## What is expected
The required result is a copy of each line below in which "warn" appears.

## Supplied material
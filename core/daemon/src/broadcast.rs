//! Fan-out of push records to connected subscribers.
//!
//! The broadcaster keeps no history. A late subscriber must take a snapshot
//! first and then rely on the stream for deltas. Records for one entity reach
//! each subscriber in the order they were published because every publish
//! walks the subscriber list under a single mutex.

use plugin_sync_protocol::{PluginState, PushEvent};
use std::sync::mpsc::{self, Receiver, Sender};
use std::sync::Mutex;

use crate::db::timestamp;

#[derive(Default)]
pub struct Broadcaster {
    subscribers: Mutex<Vec<Sender<PushEvent>>>,
}

impl Broadcaster {
    pub fn new() -> Self {
        Self::default()
    }

    pub fn subscribe(&self) -> Receiver<PushEvent> {
        let (tx, rx) = mpsc::channel();
        if let Ok(mut subscribers) = self.subscribers.lock() {
            subscribers.push(tx);
            tracing::debug!(subscribers = subscribers.len(), "Subscriber attached");
        }
        rx
    }

    pub fn subscriber_count(&self) -> usize {
        self.subscribers
            .lock()
            .map(|subscribers| subscribers.len())
            .unwrap_or(0)
    }

    pub fn state_changed(&self, repository: &str, to: PluginState) {
        self.publish(PushEvent::StateChanged {
            repository: repository.to_string(),
            to,
        });
    }

    pub fn heartbeat(&self) {
        self.publish(PushEvent::Heartbeat {
            at: timestamp(chrono::Utc::now()),
        });
    }

    /// Sends to every live subscriber and drops the ones whose receiver is gone.
    fn publish(&self, event: PushEvent) {
        let Ok(mut subscribers) = self.subscribers.lock() else {
            tracing::warn!("Broadcaster mutex poisoned; dropping push record");
            return;
        };
        let before = subscribers.len();
        subscribers.retain(|tx| tx.send(event.clone()).is_ok());
        let dropped = before - subscribers.len();
        if dropped > 0 {
            tracing::debug!(
                dropped,
                remaining = subscribers.len(),
                "Subscribers detached"
            );
        }
    }
}
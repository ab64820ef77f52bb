//! Daemon runtime configuration.
//!
//! Loaded from `~/.plugin-sync/daemon.toml`. A missing file yields defaults; a
//! malformed file is reported to the caller, which falls back to defaults.

use serde::Deserialize;
use std::path::{Path, PathBuf};

pub const DEFAULT_HEARTBEAT_INTERVAL_SECS: u64 = 25;
pub const DEFAULT_LOCK_TTL_SECS: u64 = 300;
pub const DEFAULT_RECONCILE_INTERVAL_SECS: u64 = 60;
pub const DEFAULT_ENTITY_TTL_SECS: u64 = 24 * 60 * 60;

#[derive(Debug, Clone, Default, Deserialize, PartialEq, Eq)]
#[serde(deny_unknown_fields)]
pub struct DaemonConfig {
    #[serde(default)]
    pub daemon: DaemonSection,
    #[serde(default)]
    pub commands: CommandsSection,
}

#[derive(Debug, Clone, Deserialize, PartialEq, Eq)]
#[serde(deny_unknown_fields)]
pub struct DaemonSection {
    #[serde(default = "default_heartbeat_interval_secs")]
    pub heartbeat_interval_secs: u64,
    #[serde(default = "default_lock_ttl_secs")]
    pub lock_ttl_secs: u64,
    #[serde(default = "default_reconcile_interval_secs")]
    pub reconcile_interval_secs: u64,
    #[serde(default = "default_entity_ttl_secs")]
    pub entity_ttl_secs: u64,
}

impl Default for DaemonSection {
    fn default() -> Self {
        Self {
            heartbeat_interval_secs: DEFAULT_HEARTBEAT_INTERVAL_SECS,
            lock_ttl_secs: DEFAULT_LOCK_TTL_SECS,
            reconcile_interval_secs: DEFAULT_RECONCILE_INTERVAL_SECS,
            entity_ttl_secs: DEFAULT_ENTITY_TTL_SECS,
        }
    }
}

/// Shell commands backing the external collaborators. Each runs under `sh -c`
/// with `PLUGIN_SYNC_REPOSITORY` set.
#[derive(Debug, Clone, Default, Deserialize, PartialEq, Eq)]
#[serde(deny_unknown_fields)]
pub struct CommandsSection {
    #[serde(default)]
    pub check: Option<String>,
    #[serde(default)]
    pub install: Option<String>,
    #[serde(default)]
    pub activate: Option<String>,
    #[serde(default)]
    pub deactivate: Option<String>,
    #[serde(default)]
    pub registry: Option<String>,
}

fn default_heartbeat_interval_secs() -> u64 {
    DEFAULT_HEARTBEAT_INTERVAL_SECS
}

fn default_lock_ttl_secs() -> u64 {
    DEFAULT_LOCK_TTL_SECS
}

fn default_reconcile_interval_secs() -> u64 {
    DEFAULT_RECONCILE_INTERVAL_SECS
}

fn default_entity_ttl_secs() -> u64 {
    DEFAULT_ENTITY_TTL_SECS
}

pub fn default_config_path() -> Result<PathBuf, String> {
    let home = dirs::home_dir().ok_or_else(|| "Home directory not found".to_string())?;
    Ok(home.join(".plugin-sync").join("daemon.toml"))
}

pub fn load_config(path: Option<PathBuf>) -> Result<DaemonConfig, String> {
    let config_path = match path {
        Some(path) => path,
        None => default_config_path()?,
    };

    if !config_path.exists() {
        return Ok(DaemonConfig::default());
    }

    parse_config_file(&config_path)
}

fn parse_config_file(path: &Path) -> Result<DaemonConfig, String> {
    let content = fs_err::read_to_string(path)
        .map_err(|err| format!("Failed to read config {}: {}", path.display(), err))?;
    let config = toml::from_str::<DaemonConfig>(&content)
        .map_err(|err| format!("Failed to parse config {}: {}", path.display(), err))?;

    if config.daemon.heartbeat_interval_secs == 0 {
        return Err(format!(
            "Invalid config {}: heartbeat_interval_secs must be positive",
            path.display()
        ));
    }
    if config.daemon.lock_ttl_secs == 0 {
        return Err(format!(
            "Invalid config {}: lock_ttl_secs must be positive",
            path.display()
        ));
    }

    Ok(config)
}
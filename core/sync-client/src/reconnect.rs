//! Reconnection policy for the push channel.
//!
//! Pure bookkeeping: the manager never touches a socket. The push channel
//! driver reports opens, records and disconnects, and the manager answers
//! with the next delay, the connection status, and whether the channel has
//! gone stale.

use std::cmp;
use std::time::{Duration, Instant};

pub const BASE_DELAY: Duration = Duration::from_secs(1);
pub const MAX_DELAY: Duration = Duration::from_secs(30);
pub const MAX_ATTEMPTS: u32 = 10;
pub const HEARTBEAT_CHECK_INTERVAL: Duration = Duration::from_secs(10);
/// Server heartbeats arrive about every 25s.
pub const STALE_AFTER: Duration = Duration::from_secs(35);

#[derive(Debug, Clone, Copy, PartialEq, Eq)]
pub enum ConnectionStatus {
    Disconnected,
    Connecting,
    Connected,
    /// Attempts exhausted. Terminal.
    Failed,
}

impl ConnectionStatus {
    pub fn as_str(&self) -> &'static str {
        match self {
            ConnectionStatus::Disconnected => "disconnected",
            ConnectionStatus::Connecting => "connecting",
            ConnectionStatus::Connected => "connected",
            ConnectionStatus::Failed => "failed",
        }
    }
}

type StatusListener = Box<dyn FnMut(ConnectionStatus) + Send>;

pub struct ReconnectManager {
    status: ConnectionStatus,
    attempts: u32,
    last_event_at: Option<Instant>,
    next_heartbeat_check: Option<Instant>,
    closed: bool,
    listeners: Vec<StatusListener>,
}

impl Default for ReconnectManager {
    fn default() -> Self {
        Self::new()
    }
}

impl ReconnectManager {
    pub fn new() -> Self {
        Self {
            status: ConnectionStatus::Disconnected,
            attempts: 0,
            last_event_at: None,
            next_heartbeat_check: None,
            closed: false,
            listeners: Vec::new(),
        }
    }

    pub fn status(&self) -> ConnectionStatus {
        self.status
    }

    pub fn attempts(&self) -> u32 {
        self.attempts
    }

    pub fn is_closed(&self) -> bool {
        self.closed
    }

    pub fn on_status(&mut self, listener: impl FnMut(ConnectionStatus) + Send + 'static) {
        self.listeners.push(Box::new(listener));
    }

    /// Returns false when the manager is closed or has given up.
    pub fn begin_connect(&mut self) -> bool {
        if self.closed || self.status == ConnectionStatus::Failed {
            return false;
        }
        self.set_status(ConnectionStatus::Connecting);
        true
    }

    pub fn on_open(&mut self, now: Instant) {
        if self.closed {
            return;
        }
        self.attempts = 0;
        self.last_event_at = Some(now);
        self.next_heartbeat_check = Some(now + HEARTBEAT_CHECK_INTERVAL);
        self.set_status(ConnectionStatus::Connected);
    }

    /// Any received record, heartbeat or data, proves the channel alive.
    pub fn on_record(&mut self, now: Instant) {
        self.last_event_at = Some(now);
    }

    /// Records an error or unexpected close. Returns the delay before the next
    /// attempt, or `None` once attempts are exhausted or the manager is closed.
    pub fn on_disconnect(&mut self) -> Option<Duration> {
        self.last_event_at = None;
        self.next_heartbeat_check = None;
        if self.closed {
            return None;
        }
        if self.attempts >= MAX_ATTEMPTS {
            tracing::warn!(attempts = self.attempts, "Push channel reconnect attempts exhausted");
            self.set_status(ConnectionStatus::Failed);
            return None;
        }
        let delay = backoff_delay(self.attempts);
        self.attempts += 1;
        self.set_status(ConnectionStatus::Disconnected);
        tracing::debug!(attempt = self.attempts, delay_ms = delay.as_millis() as u64, "Push channel reconnect scheduled");
        Some(delay)
    }

    /// Runs the heartbeat monitor. Only evaluates staleness once per
    /// [`HEARTBEAT_CHECK_INTERVAL`]; returns true when the channel should be
    /// force-closed even though the socket still looks open.
    pub fn heartbeat_check(&mut self, now: Instant) -> bool {
        if self.status != ConnectionStatus::Connected {
            return false;
        }
        match self.next_heartbeat_check {
            Some(due) if now >= due => {
                self.next_heartbeat_check = Some(now + HEARTBEAT_CHECK_INTERVAL);
            }
            _ => return false,
        }
        let stale = self
            .last_event_at
            .map(|at| now.saturating_duration_since(at) > STALE_AFTER)
            .unwrap_or(true);
        if stale {
            tracing::warn!("Push channel stale; forcing reconnect");
        }
        stale
    }

    pub fn close(&mut self) {
        if self.closed {
            return;
        }
        self.closed = true;
        self.last_event_at = None;
        self.next_heartbeat_check = None;
        self.set_status(ConnectionStatus::Disconnected);
    }

    fn set_status(&mut self, status: ConnectionStatus) {
        if self.status == status {
            return;
        }
        self.status = status;
        for listener in self.listeners.iter_mut() {
            listener(status);
        }
    }
}

/// `min(30s, 1s * 2^attempts)`.
pub fn backoff_delay(attempts: u32) -> Duration {
    let factor = 1u32.checked_shl(attempts).unwrap_or(u32::MAX);
    cmp::min(BASE_DELAY.saturating_mul(factor), MAX_DELAY)
}

#[cfg(test)]
mod tests {
    use super::*;
    use std::sync::{Arc, Mutex};

    #[test]
    fn backoff_sequence_caps_then_fails_after_ten_attempts() {
        let mut manager = ReconnectManager::new();
        let mut delays = Vec::new();
        while let Some(delay) = manager.on_disconnect() {
            delays.push(delay.as_secs());
            assert!(manager.begin_connect());
        }
        assert_eq!(delays, vec![1, 2, 4, 8, 16, 30, 30, 30, 30, 30]);
        assert_eq!(manager.status(), ConnectionStatus::Failed);
        assert!(!manager.begin_connect());
    }

    #[test]
    fn open_resets_attempts() {
        let mut manager = ReconnectManager::new();
        manager.on_disconnect();
        manager.on_disconnect();
        assert_eq!(manager.attempts(), 2);

        manager.begin_connect();
        manager.on_open(Instant::now());
        assert_eq!(manager.attempts(), 0);
        assert_eq!(manager.status(), ConnectionStatus::Connected);
        assert_eq!(manager.on_disconnect(), Some(Duration::from_secs(1)));
    }

    #[test]
    fn stale_channel_detected_only_on_check_interval() {
        let start = Instant::now();
        let mut manager = ReconnectManager::new();
        manager.begin_connect();
        manager.on_open(start);

        assert!(!manager.heartbeat_check(start + Duration::from_secs(5)));
        assert!(!manager.heartbeat_check(start + Duration::from_secs(10)));
        manager.on_record(start + Duration::from_secs(12));
        assert!(!manager.heartbeat_check(start + Duration::from_secs(20)));
        assert!(!manager.heartbeat_check(start + Duration::from_secs(40)));
        assert!(!manager.heartbeat_check(start + Duration::from_secs(48)));
        // 38s since the last record at 12s.
        assert!(manager.heartbeat_check(start + Duration::from_secs(50)));
    }

    #[test]
    fn status_listeners_see_each_change_once() {
        let seen = Arc::new(Mutex::new(Vec::new()));
        let sink = Arc::clone(&seen);
        let mut manager = ReconnectManager::new();
        manager.on_status(move |status| sink.lock().unwrap().push(status));

        manager.begin_connect();
        manager.begin_connect();
        manager.on_open(Instant::now());
        manager.on_disconnect();
        manager.close();

        assert_eq!(
            *seen.lock().unwrap(),
            vec![
                ConnectionStatus::Connecting,
                ConnectionStatus::Connected,
                ConnectionStatus::Disconnected,
            ]
        );
    }

    #[test]
    fn closed_manager_never_reschedules() {
        let mut manager = ReconnectManager::new();
        manager.close();
        assert_eq!(manager.on_disconnect(), None);
        assert!(!manager.begin_connect());
        assert_eq!(manager.status(), ConnectionStatus::Disconnected);
    }
}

## Output
            tracing::warn!("Broadcaster mutex poisoned; dropping push record");
            tracing::warn!(attempts = self.attempts, "Push channel reconnect attempts exhausted");
            tracing::warn!("Push channel stale; forcing reconnect");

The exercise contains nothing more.